D'On, Padang Pariaman — Upaya pemberantasan narkotika kembali menunjukkan taringnya. Tim Satuan Reserse Narkoba Polres Padang Pariaman berhasil menciduk seorang pria berinisial HY yang diduga kuat terlibat dalam peredaran sabu. Penangkapan berlangsung di Korong Simpang Tiga Sungai Asam, Nagari Sungai Asam, Kecamatan 2×11 Enam Lingkung, Selasa (7/4/2026) sekitar pukul 19.00 WIB.
Penangkapan ini bukan tanpa alasan. Warga setempat sebelumnya sudah dibuat resah oleh aktivitas mencurigakan yang diduga berkaitan dengan transaksi narkoba. Informasi tersebut langsung ditindaklanjuti oleh aparat.
Kepala Polres Padang Pariaman, Ahmad Faisol Amir melalui Kasat Narkoba Irhas Murad menegaskan bahwa pihaknya bergerak cepat begitu menerima laporan masyarakat.
“Tim Opsnal langsung melakukan penyelidikan untuk memastikan kebenaran informasi tersebut. Dan hasilnya, pelaku berhasil kami amankan di lokasi,” tegas AKP Irhas Murad, Rabu (8/4/2026).

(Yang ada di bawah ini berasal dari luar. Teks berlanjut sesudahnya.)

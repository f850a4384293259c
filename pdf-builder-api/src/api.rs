use axum::{
    body::Bytes,
    extract::{multipart::MultipartError, DefaultBodyLimit, Json, Multipart, Path, State},
    http::{header, StatusCode},
    response::{IntoResponse, Response},
    routing::{get, post},
    Router,
};
use chrono::{DateTime, Utc};
use pdf_builder::PdfSettings;
use serde::{Deserialize, Serialize};
use sha2::{Digest, Sha256};
use std::collections::HashMap;
use std::sync::Arc;
use tokio::sync::RwLock;
use tower_http::cors::CorsLayer;
use tracing::{debug, info};

/// Largest PDF accepted by the upload endpoint
pub const MAX_UPLOAD_BYTES: usize = 25 * 1024 * 1024;

/// Magic bytes every PDF starts with
const PDF_HEADER: &[u8] = b"%PDF-";

/// An uploaded document held in memory
#[derive(Debug, Clone)]
pub struct StoredPdf {
    pub filename: String,
    pub bytes: Bytes,
    pub uploaded_at: DateTime<Utc>,
}

/// Shared application state
#[derive(Debug, Clone, Default)]
pub struct AppState {
    pdfs: Arc<RwLock<HashMap<String, StoredPdf>>>,
}

impl AppState {
    pub fn new() -> Self {
        Self::default()
    }

    /// Number of stored documents
    pub async fn len(&self) -> usize {
        self.pdfs.read().await.len()
    }

    pub async fn is_empty(&self) -> bool {
        self.pdfs.read().await.is_empty()
    }
}

/// Response for the upload endpoint
///
/// `id` and `src` are the fields the builder stores under `settings.pdf`.
#[derive(Debug, Serialize, Deserialize)]
pub struct UploadPdfResponse {
    #[serde(flatten)]
    pub pdf: PdfSettings,
    /// Uploaded file name
    pub filename: String,
    /// Size in bytes
    pub size: usize,
    pub uploaded_at: DateTime<Utc>,
}

/// Standard error response structure
#[derive(Debug, Serialize, Deserialize)]
pub struct ErrorResponse {
    /// Human-readable error message describing what went wrong
    pub error: String,
}

/// Application-specific error types for the API
#[derive(Debug, thiserror::Error)]
pub enum AppError {
    #[error("No file provided in upload")]
    MissingFile,

    #[error("Uploaded file is not a PDF")]
    NotPdf,

    #[error("Failed to read multipart field: {0}")]
    Multipart(#[from] MultipartError),

    #[error("PDF not found: {0}")]
    NotFound(String),
}

impl AppError {
    pub fn status(&self) -> StatusCode {
        match self {
            AppError::MissingFile | AppError::NotPdf => StatusCode::BAD_REQUEST,
            AppError::Multipart(e) => e.status(),
            AppError::NotFound(_) => StatusCode::NOT_FOUND,
        }
    }
}

impl IntoResponse for AppError {
    fn into_response(self) -> Response {
        let status = self.status();
        let error_response = ErrorResponse {
            error: self.to_string(),
        };

        (status, Json(error_response)).into_response()
    }
}

/// Build the application router with a fresh in-memory store
pub fn app() -> Router {
    app_with_state(AppState::new())
}

/// Build the application router around `state`
pub fn app_with_state(state: AppState) -> Router {
    Router::new()
        .route("/api/upload", post(upload_pdf))
        .route("/api/pdf/{id}", get(get_pdf))
        .route("/api/health", get(health_check))
        .layer(DefaultBodyLimit::max(MAX_UPLOAD_BYTES))
        .layer(CorsLayer::permissive())
        .with_state(state)
}

/// Content-derived document id: the first 16 bytes of the SHA-256, hex encoded
pub fn document_id(bytes: &[u8]) -> String {
    Sha256::digest(bytes)
        .iter()
        .take(16)
        .map(|b| format!("{b:02x}"))
        .collect()
}

/// Whether `bytes` starts with a PDF header
pub fn is_pdf(bytes: &[u8]) -> bool {
    bytes.starts_with(PDF_HEADER)
}

/// Accept a PDF as the multipart `file` field and store it
pub async fn upload_pdf(
    State(state): State<AppState>,
    mut multipart: Multipart,
) -> Result<Json<UploadPdfResponse>, AppError> {
    let mut upload = None;

    while let Some(field) = multipart.next_field().await? {
        if field.name() != Some("file") {
            debug!(field = field.name().unwrap_or_default(), "skipping multipart field");
            continue;
        }
        let filename = field
            .file_name()
            .filter(|name| !name.is_empty())
            .unwrap_or("document.pdf")
            .to_string();
        upload = Some((filename, field.bytes().await?));
        break;
    }

    let (filename, bytes) = upload.ok_or(AppError::MissingFile)?;
    if !is_pdf(&bytes) {
        return Err(AppError::NotPdf);
    }

    let id = document_id(&bytes);
    let stored = StoredPdf {
        filename: filename.clone(),
        bytes,
        uploaded_at: Utc::now(),
    };
    let response = UploadPdfResponse {
        pdf: PdfSettings {
            id: id.clone(),
            src: format!("/api/pdf/{id}"),
        },
        filename,
        size: stored.bytes.len(),
        uploaded_at: stored.uploaded_at,
    };

    state.pdfs.write().await.insert(id.clone(), stored);
    info!(%id, filename = %response.filename, size = response.size, "stored PDF");

    Ok(Json(response))
}

/// Serve a stored PDF
pub async fn get_pdf(
    State(state): State<AppState>,
    Path(id): Path<String>,
) -> Result<Response, AppError> {
    let pdfs = state.pdfs.read().await;
    let stored = pdfs.get(&id).ok_or_else(|| AppError::NotFound(id.clone()))?;

    let disposition = format!("inline; filename=\"{}\"", stored.filename.replace('"', ""));
    Ok((
        StatusCode::OK,
        [
            (header::CONTENT_TYPE, "application/pdf".to_string()),
            (header::CONTENT_DISPOSITION, disposition),
        ],
        stored.bytes.clone(),
    )
        .into_response())
}

/// Health check endpoint for monitoring and load balancing
pub async fn health_check() -> impl IntoResponse {
    Json(serde_json::json!({
        "status": "ok",
        "service": "pdf-builder API",
        "version": env!("CARGO_PKG_VERSION"),
    }))
}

Barang Bukti di Tangan, Pelaku Tak Berkutik
Saat diamankan di pinggir jalan, HY tidak melakukan perlawanan. Namun, dari genggamannya, polisi menemukan satu paket kecil diduga sabu yang dibungkus plastik klip bening dan dilapisi tisu.
Penggeledahan berlanjut ke tubuh pelaku. Hasilnya, empat paket kecil sabu kembali ditemukan di dalam kantong celananya. Tidak hanya itu, satu unit telepon seluler turut diamankan sebagai barang bukti yang diduga berkaitan dengan aktivitas ilegal tersebut.

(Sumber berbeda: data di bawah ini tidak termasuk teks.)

#[test]
fn test_placed_node_does_not_alias_template() -> Result<()> {
    let (mut session, _viewer) = editor_session(pdf_form());
    let template = session.registry().template("email").unwrap().clone();

    let node = session.place("email", Overlay::at(pdf_builder::Point::new(1.0, 2.0)))?;
    assert!(session.handle_message(BridgeMessage::ComponentUpdate(
        pdf_builder::bridge::ComponentUpdate {
            id: node.id.clone(),
            overlay: Overlay::on_page(2, 9.0, 9.0, 9.0, 9.0),
        }
    )));

    assert_eq!(session.registry().template("email"), Some(&template));
    assert_eq!(template.overlay, None);
    Ok(())
}

#[test]
fn test_unknown_field_type_still_hides_dropzone() {
    let (mut session, _viewer) = editor_session(pdf_form());

    session.on_drag_start("hologram");
    session.on_dropzone_drop(DropEvent::on_dropzone(1.0, 1.0));
    let err = session.on_drag_end(None).unwrap_err();

    assert!(matches!(err, BuilderError::UnknownFieldType(ref t) if t == "hologram"));
    assert!(!session.dropzone().unwrap().is_enabled());
    assert!(session.form().components.is_empty());
}

#[test]
fn test_input_event_stream_places_component() -> Result<()> {
    let (mut session, _viewer) = editor_session(pdf_form());
    let script = [
        json!({"event": "dragStart", "fieldType": "checkbox"}),
        json!({"event": "dragOver", "target": "dropzone"}),
        json!({"event": "drop", "target": "dropzone", "offsetX": 7.5, "offsetY": 12.0}),
        json!({"event": "dragEnd", "fieldType": "checkbox"}),
    ];

    let mut placed = Vec::new();
    for step in script {
        let event: InputEvent = serde_json::from_value(step)?;
        if let Some(node) = session.handle_input(event)? {
            placed.push(node);
        }
    }

    assert_eq!(placed.len(), 1);
    assert_eq!(placed[0].component_type, "checkbox");
    assert_eq!(placed[0].overlay, Some(Overlay::at(pdf_builder::Point::new(7.5, 12.0))));
    Ok(())
}

#[test]
fn test_element_update_sets_exact_overlay() {
    let form = FormSchema {
        components: vec![ComponentNode::new("textfield").with_key("x").with_id("x")],
        ..pdf_form()
    };
    let (mut session, viewer) = editor_session(form);
    let mut events = session.subscribe();

    viewer.post_envelope(Envelope {
        name: "iframe-elementUpdate".to_string(),
        data: json!({"id": "x", "page": 1, "left": 10, "top": 20, "width": 50, "height": 30}),
    });
    assert_eq!(session.pump(), 1);

    let stored = session.form().find_by_id("x").unwrap();
    assert_eq!(stored.overlay, Some(Overlay::on_page(1, 10.0, 20.0, 50.0, 30.0)));
    assert_eq!(session.editing().map(|node| node.id.as_str()), Some("x"));

    let received = drain_events(&mut events);
    assert_eq!(received.len(), 1);
    assert_eq!(received[0], BuilderEvent::UpdateComponent(stored.clone()));
}

#[test]
fn test_component_update_emits_update_then_change() {
    let form = FormSchema {
        components: vec![ComponentNode::new("number").with_key("age").with_id("n1")],
        ..pdf_form()
    };
    let (mut session, viewer) = editor_session(form);
    let mut events = session.subscribe();

    viewer.post_envelope(Envelope {
        name: "iframe-componentUpdate".to_string(),
        data: json!({
            "id": "n1",
            "overlay": {"page": 2, "left": 1, "top": 2, "width": 3, "height": 4}
        }),
    });
    assert_eq!(session.pump(), 1);

    let names: Vec<_> = drain_events(&mut events).iter().map(BuilderEvent::name).collect();
    assert_eq!(names, vec!["updateComponent", "change"]);
    assert!(session.editing().is_none());
}

#[test]
fn test_component_update_for_unknown_id_is_silent() {
    let (mut session, viewer) = editor_session(pdf_form());
    let mut events = session.subscribe();
    let before = session.form().clone();

    viewer.post_envelope(Envelope {
        name: "iframe-componentUpdate".to_string(),
        data: json!({
            "id": "ghost",
            "overlay": {"left": 1, "top": 2, "width": 3, "height": 4}
        }),
    });
    assert_eq!(session.pump(), 0);

    assert_eq!(session.form(), &before);
    assert!(drain_events(&mut events).is_empty());
}

#[test]
fn test_component_click_opens_editor() {
    let form = FormSchema {
        components: vec![ComponentNode::new("signature").with_key("sig").with_id("s1")],
        ..pdf_form()
    };
    let (mut session, viewer) = editor_session(form);

    viewer.post_envelope(Envelope {
        name: "iframe-componentClick".to_string(),
        data: json!({"id": "s1"}),
    });
    session.pump();
    assert_eq!(session.editing().map(|node| node.key.as_str()), Some("sig"));
}

/// Form as a host would load it from storage: no instance ids anywhere
fn stored_form() -> FormSchema {
    serde_json::from_value(json!({
        "display": "pdf",
        "components": [
            {"key": "name", "type": "textfield", "label": "Name"},
            {"key": "age", "type": "number", "label": "Age"}
        ],
        "settings": {"pdf": {"id": "doc", "src": "/api/pdf/doc"}}
    }))
    .unwrap()
}

/// Ids by key, as the viewer sees them in the `form` message
fn viewer_ids(envelope: &Envelope) -> Vec<(String, String)> {
    envelope.data["components"]
        .as_array()
        .unwrap()
        .iter()
        .map(|node| {
            (
                node["key"].as_str().unwrap().to_string(),
                node["id"].as_str().unwrap_or_default().to_string(),
            )
        })
        .collect()
}

#[test]
fn test_loaded_form_is_addressable_by_viewer() {
    let (mut session, mut viewer) = editor_session(stored_form());
    let envelopes = viewer.drain();
    assert_eq!(envelopes[0].name, FORM);

    let ids = viewer_ids(&envelopes[0]);
    assert_eq!(ids.len(), 2);
    assert!(ids.iter().all(|(_, id)| !id.is_empty()));
    assert_ne!(ids[0].1, ids[1].1);
    let age_id = ids[1].1.clone();

    let mut events = session.subscribe();
    viewer.post_envelope(Envelope {
        name: "iframe-componentClick".to_string(),
        data: json!({"id": age_id}),
    });
    viewer.post_envelope(Envelope {
        name: "iframe-componentUpdate".to_string(),
        data: json!({
            "id": age_id,
            "overlay": {"page": 1, "left": 40, "top": 300, "width": 80, "height": 18}
        }),
    });
    assert_eq!(session.pump(), 2);

    let age = session.form().find_by_key("age").unwrap();
    assert_eq!(age.overlay, Some(Overlay::on_page(1, 40.0, 300.0, 80.0, 18.0)));
    assert_eq!(session.form().find_by_key("name").unwrap().overlay, None);

    let names: Vec<_> = drain_events(&mut events).iter().map(BuilderEvent::name).collect();
    assert_eq!(names, vec!["updateComponent", "change"]);
}

#[test]
fn test_empty_id_messages_are_silent() {
    let (mut session, viewer) = editor_session(stored_form());
    let mut events = session.subscribe();
    let before = session.form().clone();

    viewer.post_envelope(Envelope {
        name: "iframe-componentUpdate".to_string(),
        data: json!({
            "id": "",
            "overlay": {"page": 1, "left": 1, "top": 2, "width": 3, "height": 4}
        }),
    });
    viewer.post_envelope(Envelope {
        name: "iframe-elementUpdate".to_string(),
        data: json!({"id": "", "page": 1, "left": 1, "top": 2, "width": 3, "height": 4}),
    });
    viewer.post_envelope(Envelope {
        name: "iframe-componentClick".to_string(),
        data: json!({"id": ""}),
    });
    assert_eq!(session.pump(), 0);

    assert_eq!(session.form(), &before);
    assert!(session.editing().is_none());
    assert!(drain_events(&mut events).is_empty());
}

#[test]
fn test_malformed_and_unknown_messages_are_ignored() {
    let (mut session, viewer) = editor_session(pdf_form());
    let mut events = session.subscribe();

    viewer.post_envelope(Envelope {
        name: "iframe-elementUpdate".to_string(),
        data: json!({"id": 5}),
    });
    viewer.post_envelope(Envelope {
        name: "iframe-scroll".to_string(),
        data: json!({"top": 10}),
    });
    assert_eq!(session.pump(), 0);
    assert!(drain_events(&mut events).is_empty());
}

#[test]
fn test_set_form_posts_form_to_viewer() {
    let (mut session, mut viewer) = editor_session(FormSchema::pdf());
    let first = viewer.drain();
    assert_eq!(first.len(), 1);
    assert_eq!(first[0].name, FORM);

    session.set_form(pdf_form()).unwrap();
    let envelopes = viewer.drain();
    assert_eq!(envelopes.len(), 1);
    assert_eq!(envelopes[0].data["settings"]["pdf"]["id"], json!("doc"));
    assert_eq!(session.view(), BuilderView::Editor);
}

#[test]
fn test_attach_without_pdf_shows_upload_panel() {
    let mut session = BuilderSession::new(BuilderOptions::new().with_pdf_server("http://pdf"));
    session.attach();

    assert_eq!(session.view(), BuilderView::Upload);
    assert!(session.upload_panel().is_loaded());
    assert!(!session.upload_panel().is_error_visible());
    assert!(session.dropzone().is_none());
    assert!(session.sidebar().is_empty());
}

#[test]
fn test_attach_without_pdf_server_shows_error() {
    let mut session = BuilderSession::new(BuilderOptions::new());
    session.attach();

    assert!(session.upload_panel().is_error_visible());
    assert_eq!(session.upload_panel().error_text(), PDF_SERVER_NOT_SET);
}

#[test]
fn test_dropzone_falls_back_without_measurement() {
    let (builder_end, _viewer_end) = bridge_pair();
    let mut session =
        BuilderSession::with_viewer(BuilderOptions::new(), PdfViewer::new(builder_end));
    session.set_form(pdf_form()).unwrap();
    session.attach();

    let dropzone = session.dropzone().unwrap();
    assert_eq!(dropzone.height().to_string(), "1000px");
    assert_eq!(dropzone.width().to_string(), "100%");

    session.on_viewer_attach(ViewerContainer::new(1));
    session.on_window_resize(Some(Rect::from_size(640.0, 0.0)));
    let dropzone = session.dropzone().unwrap();
    assert_eq!(dropzone.width(), CssLength::Px(640.0));
    assert_eq!(dropzone.height(), CssLength::Px(1000.0));
}

#[test]
fn test_skip_init_defers_initialization() {
    let options = BuilderOptions {
        skip_init: true,
        ..BuilderOptions::new()
    };
    let mut session = BuilderSession::new(options);
    assert!(!session.is_initialized());

    session.attach();
    assert!(session.is_initialized());
}

#[test]
fn test_destroy_disconnects_viewer() {
    let (mut session, _viewer) = editor_session(pdf_form());
    session.destroy();

    assert!(!session.viewer().is_connected());
    assert!(session.dropzone().is_none());
    assert_eq!(session.view(), BuilderView::Detached);
}

#[tokio::test]
async fn test_upload_without_pdf_server_makes_no_request() {
    let mut session = BuilderSession::new(BuilderOptions::new());
    let transport = FakeTransport::answering(200, "OK", "{}");

    let outcome = session.upload(&transport, &sample_pdf()).await;

    assert_eq!(outcome, UploadOutcome::NotConfigured);
    assert_eq!(transport.calls(), 0);
    assert!(!session.upload_panel().error_text().is_empty());
}

#[tokio::test]
async fn test_upload_rejected_shows_status_and_body() {
    let mut session = BuilderSession::new(BuilderOptions::new().with_pdf_server("http://pdf/upload"));
    session.attach();
    let transport = FakeTransport::answering(500, "Internal Server Error", "oops");

    let outcome = session.upload(&transport, &sample_pdf()).await;

    assert_eq!(outcome, UploadOutcome::Rejected { status: 500 });
    assert_eq!(transport.calls(), 1);
    assert_eq!(
        transport.last_url.lock().unwrap().as_deref(),
        Some("http://pdf/upload")
    );
    assert_eq!(session.upload_panel().error_text(), "Internal Server Error - oops");
    assert!(session.upload_panel().is_error_visible());
}

#[tokio::test]
async fn test_upload_network_failure() {
    let mut session = BuilderSession::new(BuilderOptions::new().with_pdf_server("http://pdf"));
    session.attach();
    let transport = FakeTransport::unreachable();

    let outcome = session.upload(&transport, &sample_pdf()).await;

    assert_eq!(outcome, UploadOutcome::Failed);
    assert_eq!(session.upload_panel().error_text(), UPLOAD_FAILED);
}

#[tokio::test]
async fn test_upload_success_switches_to_editor() {
    let (builder_end, mut viewer_end) = bridge_pair();
    let mut session = BuilderSession::with_viewer(
        BuilderOptions::new().with_pdf_server("http://pdf"),
        PdfViewer::new(builder_end),
    );
    session.attach();
    let mut events = session.subscribe();
    let transport =
        FakeTransport::answering(200, "OK", r#"{"id": "abc", "src": "/api/pdf/abc"}"#);

    let outcome = session.upload(&transport, &sample_pdf()).await;

    let expected = PdfSettings {
        id: "abc".to_string(),
        src: "/api/pdf/abc".to_string(),
    };
    assert_eq!(outcome, UploadOutcome::Uploaded(Some(expected.clone())));
    assert_eq!(session.form().settings.pdf, Some(expected));
    assert_eq!(session.view(), BuilderView::Editor);
    assert!(!session.upload_panel().is_loaded());
    assert_eq!(session.upload_panel().error_text(), "");

    let names: Vec<_> = drain_events(&mut events).iter().map(BuilderEvent::name).collect();
    assert_eq!(names, vec!["change"]);
    let envelopes = viewer_end.drain();
    assert_eq!(envelopes.last().map(|e| e.name.as_str()), Some(FORM));
}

Tak berhenti di situ, aparat bergerak cepat menggeledah rumah pelaku yang berada tak jauh dari lokasi penangkapan. Di dalam kamar, tepatnya di atas kasur, polisi kembali menemukan satu paket kecil sabu lainnya.
Seluruh proses penggeledahan dilakukan secara terbuka, disaksikan langsung oleh perangkat nagari dan warga sekitar. Transparansi ini sekaligus menegaskan keseriusan aparat dalam penegakan hukum.
Di hadapan petugas dan saksi, HY tak bisa mengelak. Ia mengakui bahwa seluruh barang haram tersebut adalah miliknya.
Pesan Tegas: Tidak Ada Ruang untuk Narkoba
Kini, pelaku bersama seluruh barang bukti telah diamankan di Mapolres Padang Pariaman untuk menjalani proses hukum lebih lanjut.
AKP Irhas Murad menegaskan sikap tegas kepolisian: tidak ada ruang bagi pelaku narkoba di wilayah hukum Padang Pariaman.
“Peredaran narkoba adalah ancaman serius bagi masa depan generasi bangsa. Kami tidak akan memberi celah sedikit pun,” tegasnya.
Ia juga mengajak masyarakat untuk tidak diam. Peran aktif warga dinilai menjadi kunci utama dalam memutus rantai peredaran narkotika.
“Laporkan jika ada aktivitas mencurigakan. Ini tanggung jawab kita bersama,” pungkasnya.